Transcribe only part of the material below: the lines from the one containing "impl<V: Serialize> Serialize" through the one containing "pub fn first_literal(&self, predicate: &str)", inclusive, exactly as written.
[Excerpted data — start]
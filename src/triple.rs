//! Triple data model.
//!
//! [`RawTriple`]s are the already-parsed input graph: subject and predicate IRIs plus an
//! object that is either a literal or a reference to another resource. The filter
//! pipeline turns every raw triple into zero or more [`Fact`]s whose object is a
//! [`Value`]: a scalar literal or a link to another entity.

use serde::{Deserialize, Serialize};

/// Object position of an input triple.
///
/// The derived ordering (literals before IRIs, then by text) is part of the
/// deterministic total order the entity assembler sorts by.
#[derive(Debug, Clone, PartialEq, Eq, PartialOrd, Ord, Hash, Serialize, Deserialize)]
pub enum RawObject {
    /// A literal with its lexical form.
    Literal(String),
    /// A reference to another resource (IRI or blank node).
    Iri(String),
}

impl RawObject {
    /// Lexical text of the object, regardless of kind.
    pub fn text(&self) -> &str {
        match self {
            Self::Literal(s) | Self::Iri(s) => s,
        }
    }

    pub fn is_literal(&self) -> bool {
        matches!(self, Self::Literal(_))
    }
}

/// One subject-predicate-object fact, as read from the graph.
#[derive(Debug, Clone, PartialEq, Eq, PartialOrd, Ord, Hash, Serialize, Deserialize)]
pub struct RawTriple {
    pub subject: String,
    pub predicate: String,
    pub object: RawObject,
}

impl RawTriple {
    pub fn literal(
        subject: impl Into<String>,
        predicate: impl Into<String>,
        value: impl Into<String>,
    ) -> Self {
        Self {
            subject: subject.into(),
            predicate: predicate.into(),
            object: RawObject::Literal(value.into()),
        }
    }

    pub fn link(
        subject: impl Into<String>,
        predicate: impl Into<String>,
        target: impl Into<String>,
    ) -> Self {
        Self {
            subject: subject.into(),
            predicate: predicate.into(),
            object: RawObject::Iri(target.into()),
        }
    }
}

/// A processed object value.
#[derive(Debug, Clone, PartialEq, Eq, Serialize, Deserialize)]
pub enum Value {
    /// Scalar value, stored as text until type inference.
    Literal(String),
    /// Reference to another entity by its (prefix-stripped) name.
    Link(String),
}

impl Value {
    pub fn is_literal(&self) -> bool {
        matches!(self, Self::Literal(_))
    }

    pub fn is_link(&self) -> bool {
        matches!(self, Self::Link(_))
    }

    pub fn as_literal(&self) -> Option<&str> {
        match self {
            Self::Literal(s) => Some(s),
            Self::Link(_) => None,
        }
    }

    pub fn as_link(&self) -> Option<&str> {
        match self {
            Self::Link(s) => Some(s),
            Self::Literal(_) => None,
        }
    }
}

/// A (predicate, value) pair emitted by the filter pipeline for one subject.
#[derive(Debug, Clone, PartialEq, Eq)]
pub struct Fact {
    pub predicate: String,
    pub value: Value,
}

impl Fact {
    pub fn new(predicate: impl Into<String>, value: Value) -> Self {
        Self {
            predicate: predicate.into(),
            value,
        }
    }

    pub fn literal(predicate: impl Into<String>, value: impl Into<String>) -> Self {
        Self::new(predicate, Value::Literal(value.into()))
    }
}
[Excerpted data — finish]
[Excerpted data — start]
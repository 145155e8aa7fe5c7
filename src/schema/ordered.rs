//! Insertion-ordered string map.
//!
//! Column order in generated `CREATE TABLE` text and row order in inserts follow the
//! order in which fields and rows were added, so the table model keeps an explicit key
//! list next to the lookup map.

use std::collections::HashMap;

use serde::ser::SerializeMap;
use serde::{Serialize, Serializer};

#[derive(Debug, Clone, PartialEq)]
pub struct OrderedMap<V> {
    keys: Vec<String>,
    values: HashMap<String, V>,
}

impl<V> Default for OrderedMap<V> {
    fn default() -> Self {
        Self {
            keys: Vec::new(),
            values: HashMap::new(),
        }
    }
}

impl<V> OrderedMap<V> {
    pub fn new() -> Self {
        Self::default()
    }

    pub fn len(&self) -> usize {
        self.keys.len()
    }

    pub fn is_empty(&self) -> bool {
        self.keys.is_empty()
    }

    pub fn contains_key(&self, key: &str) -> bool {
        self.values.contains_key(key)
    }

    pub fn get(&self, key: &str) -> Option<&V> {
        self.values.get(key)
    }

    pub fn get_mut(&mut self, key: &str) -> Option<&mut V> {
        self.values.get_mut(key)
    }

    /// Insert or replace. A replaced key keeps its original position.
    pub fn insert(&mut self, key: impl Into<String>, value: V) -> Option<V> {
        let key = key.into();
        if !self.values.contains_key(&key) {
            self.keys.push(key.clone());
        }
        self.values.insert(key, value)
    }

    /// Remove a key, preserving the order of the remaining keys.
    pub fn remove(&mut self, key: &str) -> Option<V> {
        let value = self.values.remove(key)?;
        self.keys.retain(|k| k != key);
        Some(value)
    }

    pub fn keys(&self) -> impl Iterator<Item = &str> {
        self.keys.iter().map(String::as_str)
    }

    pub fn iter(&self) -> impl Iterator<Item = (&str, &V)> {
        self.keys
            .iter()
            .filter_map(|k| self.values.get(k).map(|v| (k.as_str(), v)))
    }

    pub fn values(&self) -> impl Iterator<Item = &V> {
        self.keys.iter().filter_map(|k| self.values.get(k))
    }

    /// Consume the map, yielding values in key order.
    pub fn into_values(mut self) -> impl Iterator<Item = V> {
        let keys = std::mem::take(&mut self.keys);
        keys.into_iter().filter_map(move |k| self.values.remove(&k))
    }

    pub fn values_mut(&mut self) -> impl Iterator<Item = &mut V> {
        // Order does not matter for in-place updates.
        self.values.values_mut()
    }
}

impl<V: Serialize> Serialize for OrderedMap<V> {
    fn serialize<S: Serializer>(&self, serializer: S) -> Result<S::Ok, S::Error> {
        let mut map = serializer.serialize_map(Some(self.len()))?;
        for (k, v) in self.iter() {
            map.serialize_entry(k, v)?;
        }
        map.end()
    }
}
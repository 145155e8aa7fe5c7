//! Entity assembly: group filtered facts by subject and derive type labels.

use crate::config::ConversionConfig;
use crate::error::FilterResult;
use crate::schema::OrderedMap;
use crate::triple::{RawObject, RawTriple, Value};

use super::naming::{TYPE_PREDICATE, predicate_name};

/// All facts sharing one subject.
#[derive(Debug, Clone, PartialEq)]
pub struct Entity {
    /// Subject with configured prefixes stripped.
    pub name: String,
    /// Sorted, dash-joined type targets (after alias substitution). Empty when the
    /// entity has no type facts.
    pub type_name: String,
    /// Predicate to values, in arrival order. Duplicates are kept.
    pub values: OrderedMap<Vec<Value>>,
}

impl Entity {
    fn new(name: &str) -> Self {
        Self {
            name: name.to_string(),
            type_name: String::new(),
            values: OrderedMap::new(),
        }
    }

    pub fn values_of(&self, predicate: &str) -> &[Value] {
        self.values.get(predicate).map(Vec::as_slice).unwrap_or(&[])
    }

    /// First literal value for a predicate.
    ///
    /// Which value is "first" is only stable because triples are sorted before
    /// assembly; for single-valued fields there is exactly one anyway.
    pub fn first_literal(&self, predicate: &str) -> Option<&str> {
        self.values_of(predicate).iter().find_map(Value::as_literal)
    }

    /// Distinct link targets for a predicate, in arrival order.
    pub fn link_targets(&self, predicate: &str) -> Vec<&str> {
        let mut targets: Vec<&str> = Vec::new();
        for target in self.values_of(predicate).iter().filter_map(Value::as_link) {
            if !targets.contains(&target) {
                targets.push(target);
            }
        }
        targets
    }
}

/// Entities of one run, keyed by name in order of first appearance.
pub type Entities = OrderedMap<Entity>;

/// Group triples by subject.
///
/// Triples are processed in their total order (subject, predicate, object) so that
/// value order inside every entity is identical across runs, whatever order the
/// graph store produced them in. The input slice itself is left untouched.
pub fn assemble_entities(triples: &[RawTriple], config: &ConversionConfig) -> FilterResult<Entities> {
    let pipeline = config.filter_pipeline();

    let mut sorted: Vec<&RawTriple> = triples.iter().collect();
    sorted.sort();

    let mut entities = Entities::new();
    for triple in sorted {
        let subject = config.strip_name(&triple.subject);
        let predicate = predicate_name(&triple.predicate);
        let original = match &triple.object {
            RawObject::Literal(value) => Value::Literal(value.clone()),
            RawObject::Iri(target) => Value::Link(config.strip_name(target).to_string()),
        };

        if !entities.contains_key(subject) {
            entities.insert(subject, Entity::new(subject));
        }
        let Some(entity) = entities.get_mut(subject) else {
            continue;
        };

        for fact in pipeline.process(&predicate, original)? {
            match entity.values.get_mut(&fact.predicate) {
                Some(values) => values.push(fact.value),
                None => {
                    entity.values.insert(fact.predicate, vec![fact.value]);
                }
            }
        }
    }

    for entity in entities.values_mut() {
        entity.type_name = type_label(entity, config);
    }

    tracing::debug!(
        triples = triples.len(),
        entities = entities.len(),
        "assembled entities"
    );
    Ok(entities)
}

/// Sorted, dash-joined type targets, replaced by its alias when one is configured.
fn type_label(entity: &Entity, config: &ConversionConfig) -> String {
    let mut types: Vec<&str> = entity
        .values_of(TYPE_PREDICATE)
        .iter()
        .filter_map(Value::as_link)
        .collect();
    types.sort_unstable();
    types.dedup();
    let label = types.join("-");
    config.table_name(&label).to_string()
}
[Excerpted data — finish]
Output below »
impl<V: Serialize> Serialize for OrderedMap<V> {
    fn serialize<S: Serializer>(&self, serializer: S) -> Result<S::Ok, S::Error> {
        let mut map = serializer.serialize_map(Some(self.len()))?;
        for (k, v) in self.iter() {
            map.serialize_entry(k, v)?;
        }
        map.end()
    }
}
repository 145155e8aa7fe5c7
//! Entity assembly: group filtered facts by subject and derive type labels.

use crate::config::ConversionConfig;
use crate::error::FilterResult;
use crate::schema::OrderedMap;
use crate::triple::{RawObject, RawTriple, Value};

use super::naming::{TYPE_PREDICATE, predicate_name};

/// All facts sharing one subject.
#[derive(Debug, Clone, PartialEq)]
pub struct Entity {
    /// Subject with configured prefixes stripped.
    pub name: String,
    /// Sorted, dash-joined type targets (after alias substitution). Empty when the
    /// entity has no type facts.
    pub type_name: String,
    /// Predicate to values, in arrival order. Duplicates are kept.
    pub values: OrderedMap<Vec<Value>>,
}

impl Entity {
    fn new(name: &str) -> Self {
        Self {
            name: name.to_string(),
            type_name: String::new(),
            values: OrderedMap::new(),
        }
    }

    pub fn values_of(&self, predicate: &str) -> &[Value] {
        self.values.get(predicate).map(Vec::as_slice).unwrap_or(&[])
    }

    /// First literal value for a predicate.
    ///
    /// Which value is "first" is only stable because triples are sorted before
    /// assembly; for single-valued fields there is exactly one anyway.
    pub fn first_literal(&self, predicate: &str) -> Option<&str> {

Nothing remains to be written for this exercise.